Mr. Bridges nodded his head slowly. “I got the same hunch. The point is this,” he explained. “We can’t very well throw the Countess—we got some of her outfit—and, anyhow, we’d be about as handy around an invalid as a coupla cub bears. I think we’ll bow out. But, Frenchy”—the gambler spoke with intense earnestness— “if ever we hear a kick from that gal we’ll—we’ll foller you like a track. Won’t we, Lucky?”
“We’ll foller him to hell!” Mr. Broad feelingly declared.
Gravely, ceremoniously, the callers shook hands with Doret, then they returned whence they had come. They went their way; Rouletta’s delirium continued; ’Poleon’s problem increased daily; meanwhile, however, the life of the North did not slacken a single pulse-beat.
Never since their earliest associations had Tom Linton and Jerry Quirk found themselves in such absolute accord, in such complete harmony of understanding, as during the days that immediately followed their reconciliation. Each man undertook to outdo the other in politeness; each man forced himself to be considerate, and strove at whatever expense to himself to lighten the other’s burdens; all of their relations were characterized by an elaborate, an almost mid-Victorian courtesy. A friendly rivalry in self-sacrifice existed between them; they quarreled good-naturedly over the dish-washing, that disgusting rite which tries the patience of every grown man; when there was wood to be cut they battled with each other for the ax.

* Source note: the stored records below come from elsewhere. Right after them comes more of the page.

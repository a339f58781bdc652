//! One-shot engine.
//!
//! Every simulate call instantiates the unit from its description with the start values
//! set since the last reset. No instance survives the call, so reads are answered from
//! what is known about the last run: its start values, the declared starts of constant
//! and fixed variables, and the final row of its result.

use crate::unit::{
    description::Variability,
    dynamics::Unit,
    value::{Value, ValueMap},
};

use super::{
    error::EngineError,
    integrate::integrate,
    options::SimulateOptions,
    result::RunResult,
    traits::{Backend, SimulationEngine},
};

/// Engine instantiating the unit afresh for every simulate call.
#[derive(Debug)]
pub struct OneShotEngine {
    unit: Unit,
    pending: ValueMap,
    start_values: Option<ValueMap>,
    last: Option<RunResult>,
}

impl OneShotEngine {
    pub fn new(unit: Unit) -> Self {
        Self {
            unit,
            pending: ValueMap::new(),
            start_values: None,
            last: None,
        }
    }

    /// Start values handed to the last simulate call.
    pub fn start_values(&self) -> Option<&ValueMap> {
        self.start_values.as_ref()
    }
}

impl SimulationEngine for OneShotEngine {
    fn backend(&self) -> Backend {
        Backend::OneShot
    }

    fn unit(&self) -> &Unit {
        &self.unit
    }

    fn reset(&mut self) {
        self.pending.clear();
    }

    fn set(&mut self, path: &str, value: Value) -> Result<(), EngineError> {
        self.unit.check_settable(path, &value)?;
        self.pending.insert(path.to_string(), value);
        Ok(())
    }

    fn get(&self, path: &str) -> Result<Value, EngineError> {
        let variable = self
            .unit
            .description()
            .variable(path)
            .ok_or_else(|| EngineError::UnknownVariable(path.to_string()))?;

        let start_values = self
            .start_values
            .as_ref()
            .ok_or_else(|| EngineError::NotAvailable(path.to_string()))?;

        if let Some(value) = start_values.get(path) {
            return Ok(value.clone());
        }

        if variable.is_time_invariant() {
            if let Some(start) = &variable.start {
                return Ok(start.clone());
            }
        }

        if variable.variability == Variability::Continuous {
            return self
                .last
                .as_ref()
                .and_then(|r| r.final_value(path))
                .map(Value::Real)
                .ok_or_else(|| EngineError::NotLogged(path.to_string()));
        }

        Err(EngineError::NotAvailable(path.to_string()))
    }

    fn simulate(
        &mut self,
        start: f64,
        stop: f64,
        options: &SimulateOptions,
    ) -> Result<RunResult, EngineError> {
        let system = self
            .unit
            .dynamics()
            .bind(&self.unit.merged_values(&self.pending))?;

        let result = integrate(system.as_ref(), system.initial_state(), start, stop, options)?;
        self.start_values = Some(self.pending.clone());
        self.last = Some(result.clone());
        Ok(result)
    }

    fn time(&self) -> Option<f64> {
        self.last.as_ref().and_then(RunResult::final_time)
    }
}

#[cfg(test)]
mod tests {
    use approx::assert_relative_eq;

    use super::*;
    use crate::{
        engine::options::SimulateOptionsBuilder, session::naming::InitialValueMarker,
        unit::yeast::yeast_batch_unit,
    };

    fn engine() -> OneShotEngine {
        OneShotEngine::new(yeast_batch_unit(InitialValueMarker::Start))
    }

    #[test]
    fn test_get_before_first_run_is_not_available() {
        let engine = engine();
        let err = engine.get("bioreactor.culture.mum").unwrap_err();
        assert!(matches!(err, EngineError::NotAvailable(_)));
    }

    #[test]
    fn test_get_prefers_start_values() {
        let mut engine = engine();
        engine.set("bioreactor.culture.mum", Value::Real(0.3)).unwrap();
        engine.simulate(0.0, 1.0, &SimulateOptions::fast()).unwrap();

        assert_eq!(engine.get("bioreactor.culture.mum").unwrap(), Value::Real(0.3));
        assert_eq!(engine.get("bioreactor.culture.qGr").unwrap(), Value::Real(0.5));
        assert_eq!(engine.get("liquidphase.G").unwrap(), Value::Integer(2));
    }

    #[test]
    fn test_get_continuous_reads_final_value() {
        let mut engine = engine();
        let result = engine.simulate(0.0, 1.0, &SimulateOptions::fast()).unwrap();

        let glucose = engine.get("bioreactor.c[2]").unwrap().as_f64().unwrap();
        assert_relative_eq!(glucose, result.final_value("bioreactor.c[2]").unwrap());
    }

    #[test]
    fn test_get_unrecorded_variable_is_not_logged() {
        let mut engine = engine();
        let options = SimulateOptionsBuilder::default()
            .ncp(10_usize)
            .outputs(Some(vec!["bioreactor.c[1]".to_string()]))
            .build()
            .unwrap();
        engine.simulate(0.0, 1.0, &options).unwrap();

        let err = engine.get("bioreactor.culture.mu").unwrap_err();
        assert!(matches!(err, EngineError::NotLogged(_)));
    }

    #[test]
    fn test_reset_keeps_last_start_values() {
        let mut engine = engine();
        engine.set("bioreactor.V_start", Value::Real(3.0)).unwrap();
        engine.simulate(0.0, 1.0, &SimulateOptions::fast()).unwrap();
        engine.reset();

        assert_eq!(engine.get("bioreactor.V_start").unwrap(), Value::Real(3.0));
    }
}
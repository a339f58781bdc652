//! Values exchanged with a simulation unit.
//!
//! Model variables in a unit are typed as `Real`, `Integer`, `Boolean` or `String`.
//! [`Value`] carries one such value across the engine boundary, and [`ValueMap`]
//! maps model paths to values (used for start values and live instance values).

use std::{collections::BTreeMap, fmt, str::FromStr};

use serde::{Deserialize, Serialize};

/// Map from model path to value. Ordered so that overrides are applied deterministically.
pub type ValueMap = BTreeMap<String, Value>;

/// A single model value.
#[derive(Debug, Clone, PartialEq, Serialize, Deserialize)]
#[serde(untagged)]
pub enum Value {
    Boolean(bool),
    Integer(i64),
    Real(f64),
    String(String),
}

impl Value {
    /// Returns the value as `f64` if it is numeric or boolean.
    pub fn as_f64(&self) -> Option<f64> {
        match self {
            Value::Real(v) => Some(*v),
            Value::Integer(v) => Some(*v as f64),
            Value::Boolean(v) => Some(if *v { 1.0 } else { 0.0 }),
            Value::String(_) => None,
        }
    }

    /// A value is missing when it is a NaN real or an empty string.
    pub fn is_missing(&self) -> bool {
        match self {
            Value::Real(v) => v.is_nan(),
            Value::String(s) => s.is_empty(),
            _ => false,
        }
    }

    /// Formats the value rounding reals to `decimals` places.
    pub fn rounded(&self, decimals: usize) -> String {
        match self {
            Value::Real(v) => format!("{:.*}", decimals, v),
            other => other.to_string(),
        }
    }
}

impl fmt::Display for Value {
    fn fmt(&self, f: &mut fmt::Formatter<'_>) -> fmt::Result {
        match self {
            Value::Boolean(v) => write!(f, "{v}"),
            Value::Integer(v) => write!(f, "{v}"),
            Value::Real(v) => write!(f, "{v}"),
            Value::String(v) => write!(f, "{v}"),
        }
    }
}

impl From<f64> for Value {
    fn from(value: f64) -> Self {
        Value::Real(value)
    }
}

impl From<i64> for Value {
    fn from(value: i64) -> Self {
        Value::Integer(value)
    }
}

impl From<bool> for Value {
    fn from(value: bool) -> Self {
        Value::Boolean(value)
    }
}

impl From<&str> for Value {
    fn from(value: &str) -> Self {
        Value::String(value.to_string())
    }
}

impl From<String> for Value {
    fn from(value: String) -> Self {
        Value::String(value)
    }
}

impl FromStr for Value {
    type Err = std::convert::Infallible;

    /// Parses booleans and numbers, anything else is kept as a string.
    fn from_str(s: &str) -> Result<Self, Self::Err> {
        let trimmed = s.trim();
        Ok(match trimmed {
            "true" | "True" => Value::Boolean(true),
            "false" | "False" => Value::Boolean(false),
            _ => match trimmed.parse::<f64>() {
                Ok(v) => Value::Real(v),
                Err(_) => Value::String(trimmed.to_string()),
            },
        })
    }
}

#[cfg(test)]
mod tests {
    use super::*;

    #[test]
    fn test_value_parse() {
        assert_eq!("2.5".parse::<Value>().unwrap(), Value::Real(2.5));
        assert_eq!("true".parse::<Value>().unwrap(), Value::Boolean(true));
        assert_eq!("abc".parse::<Value>().unwrap(), Value::String("abc".into()));
    }

    #[test]
    fn test_value_missing() {
        assert!(Value::Real(f64::NAN).is_missing());
        assert!(Value::String(String::new()).is_missing());
        assert!(!Value::Real(0.0).is_missing());
        assert!(!Value::Boolean(false).is_missing());
    }

    #[test]
    fn test_value_rounded() {
        assert_eq!(Value::Real(1.23456).rounded(3), "1.235");
        assert_eq!(Value::Boolean(true).rounded(3), "true");
    }
}
//! Fixed-step integration of a bound unit over a communication grid.
//!
//! The grid has `ncp + 1` points from start to stop. The last point is the stop time
//! itself, so a run over `[0, 12]` always reports a final time of exactly `12`.

use peroxide::fuga::{ODEIntegrator, ODEProblem, RK4, RK5};

use crate::unit::dynamics::BoundSystem;

use super::{
    error::EngineError,
    options::{SimulateOptions, Solver},
    result::RunResult,
};

/// Adapter exposing a bound unit as a peroxide problem.
struct UnitProblem<'a> {
    system: &'a dyn BoundSystem,
}

impl ODEProblem for UnitProblem<'_> {
    fn rhs(&self, t: f64, y: &[f64], dy: &mut [f64]) -> anyhow::Result<()> {
        self.system.rhs(t, y, dy);
        Ok(())
    }
}

/// Communication points of a run.
pub(crate) fn communication_grid(start: f64, stop: f64, ncp: usize) -> Vec<f64> {
    let width = stop - start;
    let mut grid: Vec<f64> = (0..=ncp)
        .map(|k| start + width * (k as f64) / (ncp as f64))
        .collect();
    if let Some(last) = grid.last_mut() {
        *last = stop;
    }
    grid
}

/// Integrates `system` from `y0` over `[start, stop]`.
///
/// States are always recorded. Algebraic outputs are recorded when the options' output
/// filter lets them through.
pub(crate) fn integrate(
    system: &dyn BoundSystem,
    y0: Vec<f64>,
    start: f64,
    stop: f64,
    options: &SimulateOptions,
) -> Result<RunResult, EngineError> {
    if start >= stop || !start.is_finite() || !stop.is_finite() {
        return Err(EngineError::InvalidHorizon { start, stop });
    }
    options.validate()?;

    match options.solver {
        Solver::RK4 => run(RK4, system, y0, start, stop, options),
        Solver::RK5 => run(RK5::default(), system, y0, start, stop, options),
    }
}

fn run<S: ODEIntegrator>(
    solver: S,
    system: &dyn BoundSystem,
    mut y: Vec<f64>,
    start: f64,
    stop: f64,
    options: &SimulateOptions,
) -> Result<RunResult, EngineError> {
    let problem = UnitProblem { system };
    let grid = communication_grid(start, stop, options.ncp);
    let mut recorder = Recorder::new(system, options, grid.len());

    recorder.record(grid[0], &y);
    for window in grid.windows(2) {
        let (from, to) = (window[0], window[1]);
        let dt = (to - from) / options.substeps as f64;
        let mut t = from;
        for _ in 0..options.substeps {
            solver
                .step(&problem, t, &mut y, dt)
                .map_err(|e| EngineError::Integration(e.to_string()))?;
            t += dt;
        }

        if y.iter().any(|v| !v.is_finite()) {
            return Err(EngineError::Integration(format!(
                "state became non-finite at t = {to}"
            )));
        }
        recorder.record(to, &y);
    }

    Ok(recorder.finish(grid))
}

/// Collects states and outputs column-wise.
struct Recorder<'a> {
    system: &'a dyn BoundSystem,
    options: &'a SimulateOptions,
    states: Vec<Vec<f64>>,
    outputs: Vec<(String, Vec<f64>)>,
}

impl<'a> Recorder<'a> {
    fn new(system: &'a dyn BoundSystem, options: &'a SimulateOptions, points: usize) -> Self {
        Self {
            system,
            options,
            states: vec![Vec::with_capacity(points); system.state_names().len()],
            outputs: Vec::new(),
        }
    }

    fn record(&mut self, t: f64, y: &[f64]) {
        for (column, value) in self.states.iter_mut().zip(y) {
            column.push(*value);
        }

        let outputs = self
            .system
            .outputs(t, y)
            .into_iter()
            .filter(|(name, _)| self.options.records(name));

        if self.outputs.is_empty() {
            self.outputs = outputs.map(|(name, value)| (name, vec![value])).collect();
        } else {
            for ((_, column), (_, value)) in self.outputs.iter_mut().zip(outputs) {
                column.push(value);
            }
        }
    }

    fn finish(self, time: Vec<f64>) -> RunResult {
        let mut result = RunResult::new(time);
        for (name, column) in self.system.state_names().iter().zip(self.states) {
            result.add_series(name.clone(), column);
        }
        for (name, column) in self.outputs {
            result.add_series(name, column);
        }
        result
    }
}

#[cfg(test)]
mod tests {
    use approx::assert_relative_eq;

    use super::*;
    use crate::engine::options::SimulateOptionsBuilder;

    /// dx/dt = -k x
    struct Decay {
        names: Vec<String>,
        k: f64,
    }

    impl BoundSystem for Decay {
        fn state_names(&self) -> &[String] {
            &self.names
        }

        fn initial_state(&self) -> Vec<f64> {
            vec![1.0]
        }

        fn rhs(&self, _t: f64, y: &[f64], dy: &mut [f64]) {
            dy[0] = -self.k * y[0];
        }

        fn outputs(&self, _t: f64, y: &[f64]) -> Vec<(String, f64)> {
            vec![("twice".to_string(), 2.0 * y[0])]
        }
    }

    fn decay() -> Decay {
        Decay {
            names: vec!["x".to_string()],
            k: 0.5,
        }
    }

    #[test]
    fn test_grid_ends_exactly_at_stop() {
        let grid = communication_grid(0.0, 12.0, 500);
        assert_eq!(grid.len(), 501);
        assert_eq!(grid[0], 0.0);
        assert_eq!(grid[500], 12.0);

        let grid = communication_grid(0.1, 0.7, 3);
        assert_eq!(*grid.last().unwrap(), 0.7);
    }

    #[test]
    fn test_decay_matches_analytic_solution() {
        let system = decay();
        let result = integrate(&system, vec![1.0], 0.0, 4.0, &SimulateOptions::fast()).unwrap();

        assert_eq!(result.len(), 101);
        assert_relative_eq!(
            result.final_value("x").unwrap(),
            (-0.5_f64 * 4.0).exp(),
            max_relative = 1e-6
        );
        assert_relative_eq!(
            result.final_value("twice").unwrap(),
            2.0 * result.final_value("x").unwrap()
        );
    }

    #[test]
    fn test_rk5_solver() {
        let system = decay();
        let options = SimulateOptionsBuilder::default()
            .solver(Solver::RK5)
            .ncp(50_usize)
            .build()
            .unwrap();
        let result = integrate(&system, vec![1.0], 0.0, 2.0, &options).unwrap();
        assert_relative_eq!(
            result.final_value("x").unwrap(),
            (-1.0_f64).exp(),
            max_relative = 1e-6
        );
    }

    #[test]
    fn test_output_filter_keeps_states() {
        let system = decay();
        let options = SimulateOptionsBuilder::default()
            .outputs(Some(vec![]))
            .build()
            .unwrap();
        let result = integrate(&system, vec![1.0], 0.0, 1.0, &options).unwrap();
        assert!(result.contains("x"));
        assert!(!result.contains("twice"));
    }

    #[test]
    fn test_rejects_empty_horizon() {
        let system = decay();
        let result = integrate(&system, vec![1.0], 2.0, 2.0, &SimulateOptions::standard());
        assert!(matches!(result, Err(EngineError::InvalidHorizon { .. })));
    }
}
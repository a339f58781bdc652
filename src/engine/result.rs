//! Run Result Module
//!
//! A [`RunResult`] is the time-indexed table returned by a simulate call. Each recorded
//! variable is stored under its model path; the time axis is stored separately and is
//! also reachable under the key `"time"`.

use std::collections::HashMap;

use serde::{Deserialize, Serialize};

/// Recorded series, keyed by model path.
pub type TimeSeriesMapping = HashMap<String, Vec<f64>>;

/// Key under which the time axis is exposed.
pub const TIME: &str = "time";

/// Result of one simulate call.
///
/// # Fields
///
/// * `time` - Communication points of the run, from start to stop time
/// * `series` - Recorded values per model path, one value per communication point
#[derive(Debug, Clone, Default, Serialize, Deserialize, PartialEq)]
pub struct RunResult {
    pub time: Vec<f64>,
    pub series: TimeSeriesMapping,
}

impl RunResult {
    /// Creates a result with the given time axis and no recorded series.
    ///
    /// # Arguments
    ///
    /// * `time` - Communication points of the run
    ///
    /// # Returns
    ///
    /// An empty result whose series are added with [`RunResult::add_series`].
    pub fn new(time: Vec<f64>) -> Self {
        Self {
            time,
            series: HashMap::new(),
        }
    }

    /// Adds a recorded series.
    ///
    /// # Arguments
    ///
    /// * `name` - Model path of the variable
    /// * `values` - One value per communication point
    pub fn add_series(&mut self, name: String, values: Vec<f64>) {
        self.series.insert(name, values);
    }

    /// Returns the series for `key`, or the time axis for `"time"`.
    pub fn get(&self, key: &str) -> Option<&[f64]> {
        if key == TIME {
            return Some(&self.time);
        }
        self.series.get(key).map(Vec::as_slice)
    }

    /// Whether `key` was recorded. `"time"` always is.
    pub fn contains(&self, key: &str) -> bool {
        key == TIME || self.series.contains_key(key)
    }

    /// Last recorded value of a series.
    pub fn final_value(&self, key: &str) -> Option<f64> {
        self.get(key).and_then(|s| s.last().copied())
    }

    /// First recorded value of a series.
    pub fn initial_value(&self, key: &str) -> Option<f64> {
        self.get(key).and_then(|s| s.first().copied())
    }

    /// Time the run started at, `None` for an empty result.
    pub fn start_time(&self) -> Option<f64> {
        self.time.first().copied()
    }

    pub fn final_time(&self) -> Option<f64> {
        self.time.last().copied()
    }

    /// Number of communication points.
    pub fn len(&self) -> usize {
        self.time.len()
    }

    pub fn is_empty(&self) -> bool {
        self.time.is_empty()
    }
}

But there is a limit to politeness; unfailing sunshine grows tedious, and so does a monotonous exercise of magnanimity.
While it had been an easy matter to cut their rowboat in two, the process of splicing it together again had required patience and ingenuity, and it had resulted in delay. By the time they arrived at Miles Canon, therefore, the season was far advanced and both men, without knowing it, were in a condition of mind to welcome any sort of a squall that would serve to freshen the unbearably stagnant atmosphere of amiability in which they were slowly suffocating.